Perhaps the most famous of these scenes is during the film’s second reel, when the man in the black cape throws one of his victims down an elevator shaft.  The crack of the victim’s spine as it snaps in two not only plays from the front channels, but from the rear loudspeakers.  In other words, Warners treated the film’s surround-sound effects to work in concert with its three-dimensional visuals: the terrifying images startled the audiences from the front, and the surround sounds continued to assault them from behind.

The release of House of Wax became a thrilling sensory experience for many filmgoers who were lucky enough to attend WarnerPhonic screenings.  And such screenings were not just limited to New York.  Following its initial premiere, the film and its sound system toured throughout much of the United States.  When it played in Kenosha, Wisconsin, the city manager even dubbed the event “Stereophonic 3D Day” in honor of the film’s aesthetic achievements.  But such excitement was short-lived, for the sound system was deemed economically impractical throughout the industry.  It required three strips of film to play simultaneously: two strips for the stereoscopic image, and one additional strip that housed the left, center, and right stereo channels (the rear-effects and mono channels were each housed on the two strips containing the picture tracks).  The use of three filmstrips not only increased distribution costs, in many cities it also demanded more projectionists, thus raising each theater’s overhead.

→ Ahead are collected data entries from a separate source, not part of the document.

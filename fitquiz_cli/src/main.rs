use clap::{Parser, Subcommand};
use fitquiz_core::config::TimingConfig;
use fitquiz_core::units::cm_to_feet_inches;
use fitquiz_core::*;
use std::io::{self, BufRead, Write};
use std::path::PathBuf;
use std::str::FromStr;

#[derive(Parser)]
#[command(name = "fitquiz")]
#[command(about = "Clothing and shoe size finder", long_about = None)]
struct Cli {
    #[command(subcommand)]
    command: Option<Commands>,

    /// Use this config file instead of the default location
    #[arg(long, global = true)]
    config: Option<PathBuf>,
}

#[derive(Subcommand)]
enum Commands {
    /// Take the size quiz interactively (default)
    Quiz {
        /// Skip the transition and calculating pauses
        #[arg(long)]
        no_delay: bool,

        /// Print the final result as JSON and exit
        #[arg(long)]
        json: bool,

        /// Word the results for a product (polo, t-shirt, trousers, midlayer, hoodie)
        #[arg(long)]
        product: Option<ProductType>,
    },

    /// Estimate sizes directly from measurements
    Estimate {
        /// male or female
        #[arg(long)]
        gender: Gender,

        /// Height in centimeters
        #[arg(long)]
        height: f64,

        /// Weight in kilograms
        #[arg(long)]
        weight: f64,

        /// Age in years
        #[arg(long)]
        age: Option<f64>,

        /// Belly shape (flatter, average, rounded)
        #[arg(long)]
        belly: Option<BellyShape>,

        /// Chest shape (slimmer, average, broader)
        #[arg(long)]
        chest: Option<ChestShape>,

        /// Product type (polo, t-shirt, trousers, midlayer, hoodie)
        #[arg(long)]
        product: Option<ProductType>,

        /// Print the result as JSON
        #[arg(long)]
        json: bool,
    },

    /// List the height picker options
    Heights,
}

fn main() -> Result<()> {
    let cli = Cli::parse();

    match cli.command {
        None | Some(Commands::Quiz { .. }) => fitquiz_core::logging::init_interactive(),
        Some(_) => fitquiz_core::logging::init(),
    }

    let config = match cli.config {
        Some(ref path) => Config::load_from(path)?,
        None => Config::load()?,
    };

    match cli.command {
        Some(Commands::Quiz {
            no_delay,
            json,
            product,
        }) => cmd_quiz(config, no_delay, json, product),
        Some(Commands::Estimate {
            gender,
            height,
            weight,
            age,
            belly,
            chest,
            product,
            json,
        }) => {
            let data = QuizData {
                gender: Some(gender),
                height,
                weight,
                age: age.unwrap_or(config.defaults.age),
                belly_shape: belly,
                chest_shape: chest,
                product_type: product,
            };
            cmd_estimate(&data, json)
        }
        Some(Commands::Heights) => cmd_heights(&config),
        None => {
            // Default to the interactive quiz
            cmd_quiz(config, false, false, None)
        }
    }
}

fn cmd_quiz(
    mut config: Config,
    no_delay: bool,
    json: bool,
    product: Option<ProductType>,
) -> Result<()> {
    if no_delay {
        config.timing = TimingConfig::immediate();
    }

    let mut machine = QuizMachine::from_config(config)?;
    let stdin = io::stdin();
    let mut lines = stdin.lock().lines();

    loop {
        match machine.screen() {
            Screen::Welcome => {
                display_welcome();
                if read_answer(&mut lines)?.is_none() {
                    return Ok(());
                }
                machine.start_quiz();
                if let Some(product) = product {
                    machine.select_product_type(product);
                }
            }

            Screen::Quiz => {
                display_step(&machine);
                let input = match read_answer(&mut lines)? {
                    Some(input) => input,
                    None => {
                        println!("\nQuiz abandoned.");
                        return Ok(());
                    }
                };

                let outcome = answer_step(&mut machine, &input);
                settle(&mut machine, outcome);
            }

            Screen::Calculating => {
                // Only reachable if a calculation timer is still outstanding
                match machine.pending_timer().cloned() {
                    Some(timer) => wait_and_fire(&mut machine, &timer),
                    None => machine.restart_quiz(),
                }
            }

            Screen::Results => {
                if let Some(result) = machine.result() {
                    display_results(result, json)?;
                }
                if json {
                    return Ok(());
                }

                println!("Start over? [y/N]");
                match read_answer(&mut lines)? {
                    Some(answer) if answer.trim().eq_ignore_ascii_case("y") => {
                        machine.restart_quiz();
                    }
                    _ => return Ok(()),
                }
            }
        }
    }
}

fn cmd_estimate(data: &QuizData, json: bool) -> Result<()> {
    let result = compute_sizes(data);
    tracing::info!(
        "Estimated sizes for BMI {:.1}",
        bmi(data.height, data.weight)
    );
    display_results(&result, json)
}

fn cmd_heights(config: &Config) -> Result<()> {
    let loaded;
    let reference = match config.reference.path {
        Some(ref path) => {
            loaded = ReferenceData::load_from(path)?;
            &loaded
        }
        None => get_default_reference(),
    };

    for option in &reference.height_options {
        println!("{}", option.label);
    }
    Ok(())
}

/// Feed one line of input to the active step
fn answer_step(machine: &mut QuizMachine, input: &str) -> StepOutcome {
    match machine.step() {
        QuizStep::Gender => {
            let gender = match input.trim().to_ascii_lowercase().as_str() {
                "m" => Some(Gender::Male),
                "f" => Some(Gender::Female),
                other => pick(other, &Gender::ALL),
            };
            match gender {
                Some(gender) => machine.select_gender(gender),
                None => StepOutcome::Blocked(BlockReason::NoSelection),
            }
        }
        QuizStep::Height => {
            machine.enter_height(input);
            machine.continue_step()
        }
        QuizStep::Weight => {
            machine.enter_weight(input);
            machine.continue_step()
        }
        QuizStep::Age => {
            machine.enter_age(input);
            machine.continue_step()
        }
        QuizStep::BellyShape => match pick(input, &BellyShape::ALL) {
            Some(shape) => machine.select_belly_shape(shape),
            None => StepOutcome::Blocked(BlockReason::NoSelection),
        },
        QuizStep::ChestShape => match pick(input, &ChestShape::ALL) {
            Some(shape) => machine.select_chest_shape(shape),
            None => StepOutcome::Blocked(BlockReason::NoSelection),
        },
    }
}

/// Accept a 1-based option number or an option key
fn pick<T: Copy + FromStr>(input: &str, options: &[T]) -> Option<T> {
    let trimmed = input.trim();
    if let Ok(number) = trimmed.parse::<usize>() {
        return number.checked_sub(1).and_then(|i| options.get(i).copied());
    }
    trimmed.parse::<T>().ok()
}

/// Run out any timer the outcome scheduled and report blocked input
fn settle(machine: &mut QuizMachine, outcome: StepOutcome) {
    match outcome {
        StepOutcome::Scheduled(timer) => wait_and_fire(machine, &timer),
        StepOutcome::Blocked(reason) => println!("\n  ✗ {}\n", block_message(machine, reason)),
        StepOutcome::Advanced | StepOutcome::Updated | StepOutcome::Ignored => {}
    }
}

fn wait_and_fire(machine: &mut QuizMachine, timer: &Timer) {
    if timer.kind == TimerKind::FinishCalculation {
        println!("\nCalculating your sizes...");
    }
    std::thread::sleep(timer.delay);
    machine.fire(timer.handle);
}

fn block_message(machine: &QuizMachine, reason: BlockReason) -> String {
    match reason {
        BlockReason::NoSelection => "Please pick one of the listed options.".into(),
        BlockReason::GenderUnset => "Please select a gender in step 1 first.".into(),
        BlockReason::InvalidEntry => "Please enter a number.".into(),
        BlockReason::OutOfRange => match machine.step_input() {
            StepInput::Numeric { unit, range, .. } => format!(
                "Please enter a value between {} and {} {}.",
                range.min, range.max, unit
            ),
            StepInput::Choice => "Please pick one of the listed options.".into(),
        },
    }
}

fn display_welcome() {
    println!("\n╭─────────────────────────────────────────╮");
    println!("│  FIND YOUR FIT");
    println!("╰─────────────────────────────────────────╯");
    println!();
    println!("  Answer {} quick questions to get your", TOTAL_QUIZ_STEPS);
    println!("  clothing and shoe size recommendations.");
    println!();
    println!("Press Enter to start");
}

fn display_step(machine: &QuizMachine) {
    let progress = machine.progress();
    let step = machine.step();

    println!("─────────────────────────────────────────");
    println!(
        "Step {} of {} ({}% complete)",
        progress.current,
        progress.total,
        progress.percent()
    );
    println!();
    println!("  {}", step.title());
    if let Some(subtitle) = step.subtitle() {
        println!("  {}", subtitle);
    }
    println!();

    match step {
        QuizStep::Gender => {
            for (i, gender) in Gender::ALL.iter().enumerate() {
                println!("  {}) {}", i + 1, gender.label());
            }
        }
        QuizStep::BellyShape | QuizStep::ChestShape => {
            let options = step
                .shape_kind()
                .and_then(|kind| machine.shape_options(kind));
            match options {
                Some(options) => {
                    for (i, option) in options.iter().enumerate() {
                        println!("  {}) {} - {}", i + 1, option.label, option.description);
                    }
                }
                None => println!("  Please select a gender in step 1 first."),
            }
        }
        QuizStep::Height | QuizStep::Weight | QuizStep::Age => {
            if let StepInput::Numeric { unit, range, .. } = machine.step_input() {
                // An empty entry applies the configured default, not the last value
                let defaults = &machine.config().defaults;
                let default = match step {
                    QuizStep::Height => defaults.height,
                    QuizStep::Weight => defaults.weight,
                    _ => defaults.age,
                };
                println!(
                    "  Enter {} between {} and {} (Enter uses {})",
                    unit, range.min, range.max, default
                );
                if step == QuizStep::Height {
                    println!("  {} cm is {}", default, cm_to_feet_inches(default));
                }
            }
        }
    }
}

fn display_results(result: &SizeResult, json: bool) -> Result<()> {
    if json {
        println!("{}", serde_json::to_string_pretty(result)?);
        return Ok(());
    }

    println!("\n╭─────────────────────────────────────────╮");
    println!("│  YOUR SIZE RECOMMENDATIONS");
    println!("╰─────────────────────────────────────────╯");
    println!();
    println!("  Top size:     {}  (estimated for your chest)", result.top_size);
    println!("  Bottom size:  {}  (estimated for your waist)", result.bottom_size);
    println!(
        "  Shoe size:    UK {} / EU {}",
        result.shoe_size_uk, result.shoe_size_eu
    );
    println!("  Fit:          {}", result.fit_recommendation);
    println!("                {}", result.fit_description);

    if let Some(product) = result.product_recommendation() {
        println!();
        println!("  → {}", product.message);
    }

    println!();
    Ok(())
}

/// Prompt and read one line; `None` at end of input
fn read_answer<I>(lines: &mut I) -> Result<Option<String>>
where
    I: Iterator<Item = io::Result<String>>,
{
    print!("> ");
    io::stdout().flush()?;

    match lines.next() {
        Some(line) => Ok(Some(line?)),
        None => Ok(None),
    }
}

By the Fall of 1953, and after only a handful of titles were released in this new surround-sound format, Warners ended its WarnerPhonic operations.  All of the studio’s future stereo releases would be distributed onto four-track CinemaScope prints, a format that necessitated only one filmstrip to house a widescreen image and multi-channel sound design.  Subsequent runs of House of Wax would play for audiences in mono, with some reports soon suggesting that the original four-channel mix was lost.

The sound design you will hear at the UW Cinematheque on Saturday is sadly not the original 1953 WarnerPhonic stereo design, but its 1992 restoration.  The newer mix was conducted at Chace Audio, a postproduction facility in Burbank that specializes in up-mixing Hollywood releases for contemporary audio formats.  House of Wax’s four-channel sound design was specifically up-mixed for Dolby Stereo, the leading home video format at the time the restoration was completed.  In order to create their mix, Chace engineers spread the film’s surviving monophonic track across Dolby’s left and right audio channels.  Chace then recorded new sounds to help simulate many of the directional effects that audiences would have heard in 1953.  Pay particular attention to the footsteps as the mystery man stalks Sue (Phyllis Kirk) through New York’s foggy streets, as these are some of the best simulations of how Warners sound department originally mixed the scene for stereo (as advertised).

Fortunately for us, the film’s rear effects channel was archived along with the film’s mono mix.  This act of preservation provided Chace the opportunity to use the original effects track during its 1992 restoration.  And due to Dolby Stereo’s incorporation of matrix encoding, you will be able to hear many of the film’s most salient surround-sound effects play from the rear loudspeakers as they did in 1953.

But I won’t tell you when these acoustical surprises occur.  That would ruin the fun!